//! run_results.json v4 (legacy) and v5 / v6 (current)

use serde::Deserialize;
use super::null_default;
use crate::resources::Meta;

#[derive(Debug, Deserialize)]
pub(crate) struct RawRunResultsMetadata {
    #[serde(default)]
    pub dbt_version: Option<String>,
    #[serde(default)]
    pub generated_at: Option<String>,
    #[serde(default)]
    pub invocation_id: Option<String>,
}

#[derive(Debug, Deserialize)]
pub(crate) struct RawRunResults<R> {
    pub metadata: RawRunResultsMetadata,
    pub results: Vec<R>,
    #[serde(default)]
    pub elapsed_time: Option<f64>,
}

/// v4 result
#[derive(Debug, Deserialize)]
pub(crate) struct LegacyRunResult {
    pub unique_id: String,
    pub status: String,
    #[serde(default)]
    pub execution_time: f64,
    #[serde(default, deserialize_with = "null_default")]
    pub adapter_response: Meta,
    #[serde(default)]
    pub message: Option<String>,
}

/// v5 / v6 result
#[derive(Debug, Deserialize)]
pub(crate) struct CurrentRunResult {
    #[serde(flatten)]
    pub base: LegacyRunResult,
    #[serde(default)]
    pub compiled_code: Option<String>,
    #[serde(default)]
    pub relation_name: Option<String>,
}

════════════════

Your goal: Quote each line above in full, word for word.

Answer:
//! run_results.json v4 (legacy) and v5 / v6 (current)

use serde::Deserialize;
use super::null_default;
use crate::resources::Meta;

#[derive(Debug, Deserialize)]
pub(crate) struct RawRunResultsMetadata {
    #[serde(default)]
    pub dbt_version: Option<String>,
    #[serde(default)]
    pub generated_at: Option<String>,
    #[serde(default)]
    pub invocation_id: Option<String>,
}

#[derive(Debug, Deserialize)]
pub(crate) struct RawRunResults<R> {
    pub metadata: RawRunResultsMetadata,
    pub results: Vec<R>,
    #[serde(default)]
    pub elapsed_time: Option<f64>,
}

/// v4 result
#[derive(Debug, Deserialize)]
pub(crate) struct LegacyRunResult {
    pub unique_id: String,
    pub status: String,
    #[serde(default)]
    pub execution_time: f64,
    #[serde(default, deserialize_with = "null_default")]
    pub adapter_response: Meta,
    #[serde(default)]
    pub message: Option<String>,
}

/// v5 / v6 result
#[derive(Debug, Deserialize)]
pub(crate) struct CurrentRunResult {
    #[serde(flatten)]
    pub base: LegacyRunResult,
    #[serde(default)]
    pub compiled_code: Option<String>,
    #[serde(default)]
    pub relation_name: Option<String>,
}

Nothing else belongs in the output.